US Food and Drug Administration-approved vaccines are both effective and safe. Vaccination has been shown to reduce mortality rates in a variety of contexts; reduce the prevalence of deadly diseases; and, when vaccination is widespread enough, reduce the burden on the medical system.
That is why groups representing hundreds of thousands of medical and public health professionals on the frontlines of fighting the COVID-19 pandemic and the spread of other communicable diseases submitted a friend-of-the-court brief to the US Supreme Court on December 22, 2023, to explain that the government has a “compelling interest” in combating vaccine misinformation. As the medical professionals explain in their brief: combating vaccine misinformation is the government trying to prevent false statements from costing Americans their lives.
WHO IS INVOLVED
People Defending Progress:
Few people have seen the detrimental effects of vaccine misinformation more clearly than clinicians and public health professionals forced to try to counter misinformation that has not been stopped at its source. An American Academy of Pediatrics survey of pediatricians found that only 34% felt they had adequate time to address misinformation with patients and their families. The brief cites stories of physicians facing extreme stress and harassment motivated by vaccine misinformation.
Democracy Forward represented the American Academy of Pediatrics, American Medical Association, American College of Physicians, American Academy of Family Physicians, and the American Geriatrics Society in submitting the brief to the Supreme Court. The brief continues Democracy Forward’s substantial track record of supporting evidence-based public health measures and elevating the voices of experts in the legal process.

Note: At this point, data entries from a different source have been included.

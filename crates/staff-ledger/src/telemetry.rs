use crate::config::TelemetryConfig;
use std::fmt;
use tracing_subscriber::filter::ParseError;
use tracing_subscriber::EnvFilter;

#[derive(Debug)]
pub enum TelemetryError {
    EnvFilter { value: String, source: ParseError },
    Subscriber(Box<dyn std::error::Error + Send + Sync>),
}

impl fmt::Display for TelemetryError {
    fn fmt(&self, f: &mut fmt::Formatter<'_>) -> fmt::Result {
        match self {
            TelemetryError::EnvFilter { value, .. } => {
                write!(
                    f,
                    "invalid log level/filter '{}': unable to build EnvFilter",
                    value
                )
            }
            TelemetryError::Subscriber(err) => write!(f, "telemetry error: {err}"),
        }
    }
}

impl std::error::Error for TelemetryError {
    fn source(&self) -> Option<&(dyn std::error::Error + 'static)> {
        match self {
            TelemetryError::EnvFilter { source, .. } => Some(source),
            TelemetryError::Subscriber(err) => Some(&**err),
        }
    }
}

/// Installs the global fmt subscriber. `RUST_LOG` wins over the configured level.
pub fn init(config: &TelemetryConfig) -> Result<(), TelemetryError> {
    let env_filter = build_filter(config)?;

    tracing_subscriber::fmt()
        .with_env_filter(env_filter)
        .with_target(false)
        .compact()
        .with_ansi(false)
        .try_init()
        .map_err(TelemetryError::Subscriber)
}

fn build_filter(config: &TelemetryConfig) -> Result<EnvFilter, TelemetryError> {
    match EnvFilter::try_from_default_env() {
        Ok(filter) => Ok(filter),
        Err(_) => {
            EnvFilter::try_new(&config.log_level).map_err(|source| TelemetryError::EnvFilter {
                value: config.log_level.clone(),
                source,
            })
        }
    }
}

Extremists Attacking Democracy:
The plaintiffs who filed this case include the founder of a website that serves as a forum for far-right conspiracy theories and which has been repeatedly debunked, labeled as misinformation by Facebook, and repeatedly sued for “the deliberate spread of dangerous and inflammatory political disinformation designed to sow distrust in democratic institutions.” Another of the plaintiffs in the case is an anti-vaccine advocate who was featured in a documentary as part of a movement to oppose vaccines.